Trimming claws is something you can do yourself or a vet or groomer can do for you, though some may charge for this service. Claws will naturally wear down on hard flooring, but for most dogs this isn’t enough, so regular trimming is required. When claws get too long they can start to curl under and become uncomfortable and even painful for a dog to walk on, as well as causing toes to push outwards. This can affect the form of their feet, their posture and how they walk. If you cut them yourself, hold their paw steady and cut below the blood vessel, known as the quick, using specific dog claw clippers. In most dogs you can see the quick as it will be darker. Cut below this to avoid it hurting your dog or causing them to bleed. If you can’t see the quick, just trim a small amount off or get a professional to cut them for you.
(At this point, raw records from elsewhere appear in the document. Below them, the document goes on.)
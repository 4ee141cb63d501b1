//! # Validation Module
//!
//! Input validation for ids that cross the platform boundary.
//!
//! ## Validation Strategy
//! ```text
//! ┌─────────────────────────────────────────────────────────────────────────┐
//! │                      Validation Layers                                  │
//! │                                                                         │
//! │  Layer 1: StoreService entry points                                    │
//! │  └── THIS MODULE: reject malformed product ids synchronously           │
//! │           │          (no operation is created)                          │
//! │           ▼                                                             │
//! │  Layer 2: TransactionProcessor                                         │
//! │  └── Catalog lookup: unknown / not purchasable → ProductUnavailable    │
//! │           │          (reported through the purchase operation)          │
//! │           ▼                                                             │
//! │  Layer 3: Commerce platform                                            │
//! │  └── Payment, signature and duplicate checks                           │
//! └─────────────────────────────────────────────────────────────────────────┘
//! ```
//!
//! ## Usage
//! ```rust
//! use iap_core::validation::validate_product_id;
//!
//! assert!(validate_product_id("sword_of_fire").is_ok());
//! assert!(validate_product_id("").is_err());
//! ```

use std::collections::HashSet;

use crate::error::ValidationError;
use crate::types::ProductDefinition;
use crate::MAX_PRODUCT_ID_LEN;

/// Result type for validation operations.
pub type ValidationResult<T> = Result<T, ValidationError>;

/// Validates an application product id.
///
/// ## Rules
/// - Must not be empty
/// - At most [`MAX_PRODUCT_ID_LEN`] characters
/// - Letters, digits, `.`, `_` and `-` only (the common subset of store id rules)
pub fn validate_product_id(product_id: &str) -> ValidationResult<()> {
    validate_id("product_id", product_id)
}

/// Validates a platform store-specific id. Same rules as product ids.
pub fn validate_store_specific_id(store_id: &str) -> ValidationResult<()> {
    validate_id("store_specific_id", store_id)
}

fn validate_id(field: &str, value: &str) -> ValidationResult<()> {
    if value.is_empty() {
        return Err(ValidationError::Required {
            field: field.to_string(),
        });
    }

    if value.chars().count() > MAX_PRODUCT_ID_LEN {
        return Err(ValidationError::TooLong {
            field: field.to_string(),
            max: MAX_PRODUCT_ID_LEN,
        });
    }

    if !value
        .chars()
        .all(|c| c.is_ascii_alphanumeric() || matches!(c, '.' | '_' | '-'))
    {
        return Err(ValidationError::InvalidFormat {
            field: field.to_string(),
            reason: "must contain only letters, digits, '.', '_' and '-'".to_string(),
        });
    }

    Ok(())
}

/// Validates a list of product definitions: every id valid, no duplicates.
pub fn validate_product_definitions(definitions: &[ProductDefinition]) -> ValidationResult<()> {
    let mut seen = HashSet::with_capacity(definitions.len());

    for definition in definitions {
        validate_product_id(&definition.id)?;
        if let Some(store_id) = definition.store_specific_id.as_deref() {
            validate_store_specific_id(store_id)?;
        }
        if !seen.insert(definition.id.as_str()) {
            return Err(ValidationError::Duplicate {
                field: "product_id".to_string(),
                value: definition.id.clone(),
            });
        }
    }

    Ok(())
}

#[cfg(test)]
mod tests {
    use super::*;
    use crate::types::ProductKind;

    #[test]
    fn test_validate_product_id() {
        assert!(validate_product_id("sword_of_fire").is_ok());
        assert!(validate_product_id("com.example.gems-100").is_ok());

        assert!(matches!(
            validate_product_id(""),
            Err(ValidationError::Required { .. })
        ));
        assert!(matches!(
            validate_product_id("has space"),
            Err(ValidationError::InvalidFormat { .. })
        ));
        assert!(matches!(
            validate_product_id(&"a".repeat(MAX_PRODUCT_ID_LEN + 1)),
            Err(ValidationError::TooLong { .. })
        ));
    }

    #[test]
    fn test_duplicate_definitions_rejected() {
        let definitions = vec![
            ProductDefinition::new("potion", ProductKind::Consumable),
            ProductDefinition::new("potion", ProductKind::NonConsumable),
        ];
        let err = validate_product_definitions(&definitions).unwrap_err();
        assert_eq!(err.to_string(), "product_id 'potion' already exists");
    }

    #[test]
    fn test_store_specific_id_checked() {
        let mut definition = ProductDefinition::new("potion", ProductKind::Consumable);
        definition.store_specific_id = Some("bad id".into());
        assert!(validate_product_definitions(&[definition]).is_err());
    }
}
Keeping ears clean and clear

Not all dogs need the fur plucked from their ears, but some breeds do. This mainly applies to non-shedding breeds who have ears that naturally sit down, such as Poodles, Bichon Frise and Havanese. This is because the fur will keep growing and will get earwax and debris stuck in it, which can increase the risk of infections and wax buildup, as well as being uncomfortable and irritating for your dog. It’s important to leave a little bit of fur to trap bacteria and stop it from entering the ear canal but remove the majority of it to stop wax building up. You can get an ear powder to help grip the fur, which makes it easier to remove. For breeds that shed fur, it’s best to avoid plucking the fur from ears as it opens up the pores and can increase the chance of an ear infection.
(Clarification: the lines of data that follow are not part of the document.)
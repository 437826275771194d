//! Pub-to-pub distance matrix precomputation and persistence.
//!
//! The matrix is built once per venue set with batched table queries and
//! stored next to the pub identifiers it was computed for, so a stale
//! artefact is caught when it is loaded against a different `pubs.json`.

use std::io::{BufReader, BufWriter};
use std::ops::Range;

use bincode::Options;
use camino::Utf8Path;
use log::{debug, info};
use pubcrawl_core::{DistanceError, DistanceMatrix, DistanceOracle, PubRegistry};
use serde::{Deserialize, Serialize};

use crate::fs::{create_file, open_file};
use crate::{LoadError, PersistError, PrecomputeError};

/// Largest number of pubs on either side of one table request.
pub const MAX_BATCH_SIZE: usize = 50;

/// Bincode options used for matrix artefacts.
fn bincode_options() -> impl Options {
    bincode::DefaultOptions::new()
}

/// Compute the full pub-to-pub walking distance matrix for `registry`.
///
/// Registries of at most [`MAX_BATCH_SIZE`] pubs are answered by a single
/// table request. Larger registries are split into batches; every pair of
/// batches `(i, j)` is one request carrying batch `i` followed by batch `j`,
/// from which the `i`-rows by `j`-columns block is kept.
///
/// # Errors
///
/// Returns [`PrecomputeError::Oracle`] for the first failed request and
/// [`PrecomputeError::Matrix`] when the oracle returns negative or NaN
/// distances.
///
/// # Examples
/// ```
/// use geo::Coord;
/// use pubcrawl_core::PubIndex;
/// use pubcrawl_core::test_support::{PlanarDistanceOracle, registry_from_coords};
/// use pubcrawl_data::precompute_distance_matrix;
///
/// let registry = registry_from_coords(&[Coord { x: 0.0, y: 0.0 }, Coord { x: 0.5, y: 0.0 }]);
/// let matrix = precompute_distance_matrix(&PlanarDistanceOracle, &registry)?;
/// assert_eq!(matrix.get(PubIndex::new(0), PubIndex::new(1)), Some(55_500.0));
/// # Ok::<(), pubcrawl_data::PrecomputeError>(())
/// ```
pub fn precompute_distance_matrix<O: DistanceOracle + ?Sized>(
    oracle: &O,
    registry: &PubRegistry,
) -> Result<DistanceMatrix, PrecomputeError> {
    let coords: Vec<_> = registry.iter().map(|(_, venue)| venue.location).collect();
    let size = coords.len();
    if size == 0 {
        return Ok(DistanceMatrix::default());
    }

    if size <= MAX_BATCH_SIZE {
        debug!("requesting a single {size}x{size} distance table");
        let table = oracle
            .distance_table(&coords)
            .map_err(|source| PrecomputeError::Oracle {
                rows_start: 0,
                cols_start: 0,
                source,
            })?;
        check_shape(&table, size, size).map_err(|source| PrecomputeError::Oracle {
            rows_start: 0,
            cols_start: 0,
            source,
        })?;
        return Ok(DistanceMatrix::from_rows(table)?);
    }

    let batches: Vec<Range<usize>> = (0..size)
        .step_by(MAX_BATCH_SIZE)
        .map(|start| start..size.min(start + MAX_BATCH_SIZE))
        .collect();
    let total = batches.len() * batches.len();
    info!("precomputing {size}x{size} distances in {total} blocks");

    let mut values = vec![f64::INFINITY; size * size];
    for (block, (rows, cols)) in batches
        .iter()
        .flat_map(|rows| batches.iter().map(move |cols| (rows, cols)))
        .enumerate()
    {
        debug!(
            "block {}/{total}: rows {rows:?}, columns {cols:?}",
            block + 1
        );
        let fail = |source| PrecomputeError::Oracle {
            rows_start: rows.start,
            cols_start: cols.start,
            source,
        };
        let request: Vec<_> = coords
            .get(rows.clone())
            .into_iter()
            .chain(coords.get(cols.clone()))
            .flatten()
            .copied()
            .collect();
        let table = oracle.distance_table(&request).map_err(fail)?;
        fill_block(&mut values, size, rows, cols, &table).map_err(fail)?;
    }

    Ok(DistanceMatrix::new(size, values)?)
}

fn check_shape(table: &[Vec<f64>], rows: usize, cols: usize) -> Result<(), DistanceError> {
    if table.len() != rows {
        return Err(DistanceError::LengthMismatch {
            expected: rows,
            actual: table.len(),
        });
    }
    match table.iter().find(|row| row.len() != cols) {
        Some(row) => Err(DistanceError::LengthMismatch {
            expected: cols,
            actual: row.len(),
        }),
        None => Ok(()),
    }
}

/// Copy the `rows x cols` block of a combined `(rows ++ cols)` table into
/// the flat row-major `values`.
fn fill_block(
    values: &mut [f64],
    size: usize,
    rows: &Range<usize>,
    cols: &Range<usize>,
    table: &[Vec<f64>],
) -> Result<(), DistanceError> {
    let width = rows.len() + cols.len();
    check_shape(table, width, width)?;
    for (row, global_row) in table.iter().zip(rows.clone()) {
        let start = global_row * size + cols.start;
        let block = row.get(rows.len()..width);
        let target = values.get_mut(start..start + cols.len());
        if let (Some(block), Some(target)) = (block, target) {
            target.copy_from_slice(block);
        }
    }
    Ok(())
}

/// A distance matrix together with the pub identifiers of its rows.
#[derive(Debug, Clone, PartialEq, Serialize, Deserialize)]
pub struct MatrixArtefact {
    /// Pub identifiers in registry order.
    pub pub_ids: Vec<String>,
    /// Pub-to-pub distances in meters.
    pub matrix: DistanceMatrix,
}

impl MatrixArtefact {
    /// Pair `matrix` with the identifiers of `registry`.
    #[must_use]
    pub fn new(registry: &PubRegistry, matrix: DistanceMatrix) -> Self {
        Self {
            pub_ids: registry.ids().map(str::to_owned).collect(),
            matrix,
        }
    }

    /// Return the first difference between this artefact and `registry`,
    /// if any.
    #[must_use]
    pub fn mismatch(&self, registry: &PubRegistry) -> Option<String> {
        if self.pub_ids.len() != registry.len() {
            return Some(format!(
                "artefact has {} pubs but {} were loaded",
                self.pub_ids.len(),
                registry.len()
            ));
        }
        if self.matrix.size() != self.pub_ids.len() {
            return Some(format!(
                "matrix is {} wide for {} pubs",
                self.matrix.size(),
                self.pub_ids.len()
            ));
        }
        self.pub_ids
            .iter()
            .zip(registry.ids())
            .position(|(stored, loaded)| stored != loaded)
            .map(|index| format!("pub {index} differs"))
    }
}

/// Write `artefact` to `path`, creating parent directories as needed.
///
/// # Errors
///
/// Returns [`PersistError`] when the file cannot be created or written.
pub fn write_matrix_artefact(
    path: &Utf8Path,
    artefact: &MatrixArtefact,
) -> Result<(), PersistError> {
    let file = create_file(path).map_err(|source| PersistError::Create {
        path: path.to_path_buf(),
        source,
    })?;
    bincode_options()
        .serialize_into(BufWriter::new(file), artefact)
        .map_err(|source| PersistError::Serialise {
            path: path.to_path_buf(),
            source,
        })?;
    info!(
        "wrote {}x{} distance matrix to {path}",
        artefact.matrix.size(),
        artefact.matrix.size()
    );
    Ok(())
}

/// Read a matrix artefact from `path` without checking it against any
/// registry.
///
/// # Errors
///
/// Returns [`LoadError`] when the file cannot be read or decoded.
pub fn read_matrix_artefact(path: &Utf8Path) -> Result<MatrixArtefact, LoadError> {
    let file = open_file(path).map_err(|source| LoadError::Read {
        path: path.to_path_buf(),
        source,
    })?;
    bincode_options()
        .deserialize_from(BufReader::new(file))
        .map_err(|source| LoadError::DecodeMatrix {
            path: path.to_path_buf(),
            source,
        })
}

/// Load the matrix stored at `path` and check it was computed for
/// `registry`, pub for pub and in the same order.
///
/// # Errors
///
/// Returns [`LoadError::StaleMatrix`] when the identifiers differ, or the
/// errors of [`read_matrix_artefact`].
pub fn load_matrix_for(
    path: &Utf8Path,
    registry: &PubRegistry,
) -> Result<DistanceMatrix, LoadError> {
    let artefact = read_matrix_artefact(path)?;
    if let Some(reason) = artefact.mismatch(registry) {
        return Err(LoadError::StaleMatrix {
            path: path.to_path_buf(),
            reason,
        });
    }
    Ok(artefact.matrix)
}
Expressing a dog’s anal glands

Expressing anal glands is another job that can be done at home but it’s not for the faint-hearted and you need to know what you’re doing first or you could do more harm to your dog than good. If you start to notice your dog scooting their bum across the floor it may look cute but they’re trying to relieve discomfort. Washing and biting around this area more than usual is also a sign that the glands are full and it can become so uncomfortable that your dog has trouble sitting properly. Expressing the glands involves massaging and squeezing them to release the contents via small openings that are either side of the anus, providing immediate relief for your dog.

Cleaning your dog’s teeth

80% of dogs will have some signs of periodontal disease by the age of three. Many owners completely forget about caring for their dog’s teeth and gums before it’s too late and the damage is done. You should brush your dog’s teeth at least a few times a week to help remove plaque. If this is neglected your dog may need to have teeth removed as they’ll become painful, gums will start to bleed and there’s a high chance of infection. Many groomers offer teeth cleaning and scaling service. Vets also offer a scaling service, but they may use a general anesthetic as standard, which should be avoided if possible. Grooming your dog is about so much more than making them look good. Always get a vet or profession groomer to do anything you’re not sure on so that you don’t hurt your dog and you know that they’re in the best of health. The amount of grooming your dog requires will depend on their breed and them as an individual.